Gong.io

Revenue intelligence platform
Last updated:
February 3, 2026
Company details
HQ
HEADCOUNT
1000-2999
ORG TYPE
Startup
SECTOR
Technology & Digital
About the company
Gong sells a revenue intelligence platform that records and analyzes customer interactions, then turns them into insights and workflows for sales, customer success, and leadership teams. The product positioning leans heavily on AI features (including the “Revenue AI Operating System” framing) and a large customer base. Gong hires across a classic SaaS mix: sales and go-to-market roles, customer success and services, plus product and engineering teams.
Locations and presence
Gong runs hiring hubs across San Francisco, Chicago, Salt Lake City, New York City, Dublin, and Tel Aviv, with public hiring content also pointing to Atlanta as a hiring hub. Many roles are explicitly hybrid with set in-office expectations.
Palpable Score
61.8
/ 100
Gong is a solid early-career option if you want a commercial start (especially SDR), with unusually clear compensation and benefits written directly into the role. The score stays mid-pack because Gong’s current public openings skew experienced outside a few entry-friendly roles, and early-career outcomes are mostly visible through third-party reviews rather than published conversion or promotion data.
Pillar 1: Early-career access

Score

11.3
/ 20
  • The company hires Sales Development Representatives with language that keeps the door open for first-job candidates (for example, “previous prospecting experience preferred but not essential” in the Dublin SDR role).
  • Gong offers a clearly entry-reachable SDR path in multiple hubs (Chicago, Salt Lake City, San Francisco, Dublin), which is a repeatable access point for grads who can commute to a hub.
  • The company’s wider open-role mix leans heavily Senior, Staff, Manager, and Director across product, engineering, and people teams, so 0–3 year access looks concentrated in a few lanes.
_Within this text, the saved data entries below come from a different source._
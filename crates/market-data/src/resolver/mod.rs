//! Symbol resolution.
//!
//! Turns raw caller input into [`SymbolParts`](crate::models::SymbolParts)
//! and decides which symbols are acceptable:
//!
//! ```text
//! "  xlon:vod "  --normalize-->  "XLON:VOD"  --parse-->  { market_code: "XLON", short_symbol: "VOD" }
//! ```
//!
//! It also carries the MIC to Yahoo suffix table used by the Yahoo adapter.

mod exchange_suffixes;
mod symbol;

pub use exchange_suffixes::{
    yahoo_markets, yahoo_suffix_for_mic, yahoo_symbol, YAHOO_EXCHANGE_SUFFIXES,
};
pub use symbol::{is_valid_isin, is_valid_mic, normalize_symbol, parse_symbol};
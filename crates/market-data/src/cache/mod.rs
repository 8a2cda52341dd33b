//! Quote caching.

mod quote_cache;

pub use quote_cache::{
    CacheStats, CacheTtl, QuoteCache, DEFAULT_CAPACITY, DEFAULT_TTL, INVALID_TTL,
};
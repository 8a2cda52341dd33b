/// Provider identifier - static constants such as "YAHOO" or "BINANCE"
pub type ProviderId = &'static str;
Pillar 2: Hiring fairness and transparency

Score

13.5
/ 20
  • The company sets practical constraints upfront in postings, including fixed hybrid days (for example, “3x per week” with named weekdays in the US SDR role) and work authorization questions in the application.
  • Gong’s job ads include candidate-protection specifics such as a warning that recruiting emails should come from the @gong.io domain, which helps juniors avoid common scams.
  • The company’s interview transparency is stronger via third-party reporting than official guides, with Glassdoor candidates describing multi-round loops (including take-home assignments in some roles), but without a single company-published “what to expect” page for each function.

Pillar 3: Learning and support

Score

12.0
/ 20
  • The company positions sales roles as heavily coached, and the SDR posting explicitly asks for “extremely coachable” candidates and includes ongoing feedback loops with SDR Managers and Sales Enablement.
  • Gong includes an Education and learning stipend plus quarterly company-wide recharge days in the US SDR posting, which supports sustainable ramping for early-career hires.
  • The company does not publicly lay out a structured early-career curriculum (for example, buddy systems, 30-60-90 plans, or a published junior leveling guide), so learning quality is hard to verify beyond individual role descriptions.
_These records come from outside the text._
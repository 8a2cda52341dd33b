//! Quote aggregation: routing, cache lookup, per-provider batching and merge.

use std::collections::{BTreeMap, HashMap};
use std::sync::Arc;

use futures::future::join_all;
use log::{debug, warn};

use super::batch::{BatchStats, ProviderFailure, QuoteBatch};
use crate::cache::{CacheTtl, QuoteCache};
use crate::currency::normalize_asset;
use crate::errors::QuoteError;
use crate::models::{Asset, AssetType, ProviderId, SymbolParts};
use crate::provider::QuoteProvider;
use crate::registry::ProviderRegistry;
use crate::resolver::normalize_symbol;

/// Upstream items queued for one provider.
struct PendingCall {
    provider: Arc<dyn QuoteProvider>,
    /// Cache key -> first normalized symbol seen for it
    requests: BTreeMap<String, String>,
}

/// Dispatches symbol batches to providers through a shared cache.
pub struct QuoteAggregator {
    registry: Arc<ProviderRegistry>,
    cache: Arc<QuoteCache>,
    ttl: CacheTtl,
}

impl QuoteAggregator {
    pub fn new(registry: Arc<ProviderRegistry>, cache: Arc<QuoteCache>, ttl: CacheTtl) -> Self {
        Self {
            registry,
            cache,
            ttl,
        }
    }

    /// Get quotes for a batch of raw caller symbols.
    ///
    /// Invalid symbols are dropped. Every other input occurrence yields one
    /// quote whose `symbol` echoes that input exactly; symbols with no
    /// source get a null price. Cache misses are grouped so each provider
    /// receives a single call with one item per cache key, and all provider
    /// calls run concurrently. A failing provider is reported in
    /// [`QuoteBatch::failures`] without affecting the others.
    ///
    /// # Errors
    ///
    /// [`QuoteError::AssetTypeNotSupported`] when the registry has no route
    /// for `asset_type` and a symbol needs one (no provider is called), or
    /// when a routed provider does not serve `asset_type`.
    pub async fn get_quotes(
        &self,
        symbols: &[String],
        asset_type: AssetType,
    ) -> Result<QuoteBatch, QuoteError> {
        let mut stats = BatchStats {
            requested: symbols.len(),
            ..BatchStats::default()
        };
        let mut quotes = Vec::with_capacity(symbols.len());
        let mut originals: HashMap<String, Vec<String>> = HashMap::new();
        let mut pending: BTreeMap<ProviderId, PendingCall> = BTreeMap::new();

        for raw in symbols {
            let normalized = normalize_symbol(raw);
            let parts = SymbolParts::parse(&normalized);
            if !parts.is_valid() {
                debug!("Dropping invalid symbol {:?}", raw);
                stats.invalid += 1;
                continue;
            }

            let Some(provider) = self.registry.provider_for(asset_type, &parts)? else {
                debug!("No {} source for {}, answering without a price", asset_type, raw);
                stats.unroutable += 1;
                quotes.push(Asset::unavailable(raw.clone()));
                continue;
            };

            let key = QuoteCache::key(provider.id(), &parts.short_symbol);
            if let Some(mut cached) = self.cache.get(&key).await {
                debug!("Cache hit for {} ({})", raw, key);
                stats.cache_hits += 1;
                cached.symbol = raw.clone();
                quotes.push(cached);
                continue;
            }

            originals.entry(key.clone()).or_default().push(raw.clone());
            pending
                .entry(provider.id())
                .or_insert_with(|| PendingCall {
                    provider: Arc::clone(&provider),
                    requests: BTreeMap::new(),
                })
                .requests
                .entry(key)
                .or_insert(normalized);
        }

        stats.provider_calls = pending.len();
        stats.fetched = pending.values().map(|call| call.requests.len()).sum();

        let calls = pending.into_values().map(|call| async move {
            let (keys, symbols): (Vec<String>, Vec<String>) = call.requests.into_iter().unzip();
            debug!(
                "Fetching {} {} quote(s) from {}",
                symbols.len(),
                asset_type,
                call.provider.id()
            );
            let result = call.provider.fetch(asset_type, &symbols).await;
            (call.provider, keys, result)
        });

        let mut failures = Vec::new();
        for (provider, keys, result) in join_all(calls).await {
            match result {
                Ok(assets) => {
                    for asset in assets {
                        self.merge(provider.id(), asset, &mut originals, &mut quotes)
                            .await;
                    }
                    // Requested items the provider left out
                    for key in keys {
                        if let Some(raws) = originals.remove(&key) {
                            debug!("{} returned no quote for {}", provider.id(), key);
                            stats.unanswered += raws.len();
                            quotes.extend(raws.into_iter().map(Asset::unavailable));
                        }
                    }
                }
                Err(error) => {
                    let symbols: Vec<String> = keys
                        .iter()
                        .filter_map(|key| originals.remove(key))
                        .flatten()
                        .collect();
                    warn!(
                        "Provider {} failed for {} symbol(s): {}",
                        provider.id(),
                        symbols.len(),
                        error
                    );
                    failures.push(ProviderFailure {
                        provider_id: provider.id(),
                        symbols,
                        error,
                    });
                }
            }
        }

        // A provider refusing the asset type fails the batch like a missing route
        if let Some(index) = failures
            .iter()
            .position(|f| matches!(f.error, QuoteError::AssetTypeNotSupported(_)))
        {
            return Err(failures.swap_remove(index).error);
        }

        debug!("Quote batch for {}: {}", asset_type, stats.summary());
        Ok(QuoteBatch {
            quotes,
            failures,
            stats,
        })
    }

    /// Normalize and cache one returned quote, then emit a copy for every
    /// caller input still waiting on its key.
    async fn merge(
        &self,
        provider_id: ProviderId,
        asset: Asset,
        originals: &mut HashMap<String, Vec<String>>,
        quotes: &mut Vec<Asset>,
    ) {
        let asset = normalize_asset(asset);
        let parts = SymbolParts::parse(&normalize_symbol(&asset.symbol));
        let key = QuoteCache::key(provider_id, &parts.short_symbol);

        self.cache
            .insert(key.clone(), asset.clone(), self.ttl.for_asset(&asset))
            .await;

        match originals.remove(&key) {
            Some(raws) => quotes.extend(raws.into_iter().map(|raw| Asset {
                symbol: raw,
                ..asset.clone()
            })),
            None => debug!("Cached unrequested quote {} from {}", key, provider_id),
        }
    }

    pub fn registry(&self) -> &Arc<ProviderRegistry> {
        &self.registry
    }

    pub fn cache(&self) -> &Arc<QuoteCache> {
        &self.cache
    }

    pub fn ttl(&self) -> CacheTtl {
        self.ttl
    }
}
Pillar 4: Pay fairness and stability

Score

14.5
/ 20
  • The company publishes a concrete pay figure for an early-career sales role, listing a $90,000 annual OTE for the US SDR position alongside a clear “location-based compensation structure” note.
  • Gong lists a detailed benefits stack in the same posting, including medical, dental, vision, mental health coverage (therapy and coaching), parental leave, a wellbeing fund, a 401(k), and work-from-home support.
  • The company’s compensation transparency is uneven across the broader org, with many non-sales postings not showing salary ranges publicly, which limits offer-comparison confidence for early-career candidates outside SDR.

Pillar 5: Early-career outcomes

Score

10.5
/ 20
  • The company has strong third-party employee sentiment signals (for example, overall rating and “recommend to a friend” percentages) on Glassdoor, but those are not broken out into junior retention or promotion outcomes.
  • Gong has had documented layoffs (including a reported 7% reduction in 2023), which weakens confidence in predictable early-career retention during market shifts.
  • The company’s LinkedIn footprint indicates a large, multi-hub workforce, but Gong does not publish intern conversion rates, early-career promotion timelines, or retention metrics that would let candidates judge outcomes by tenure band.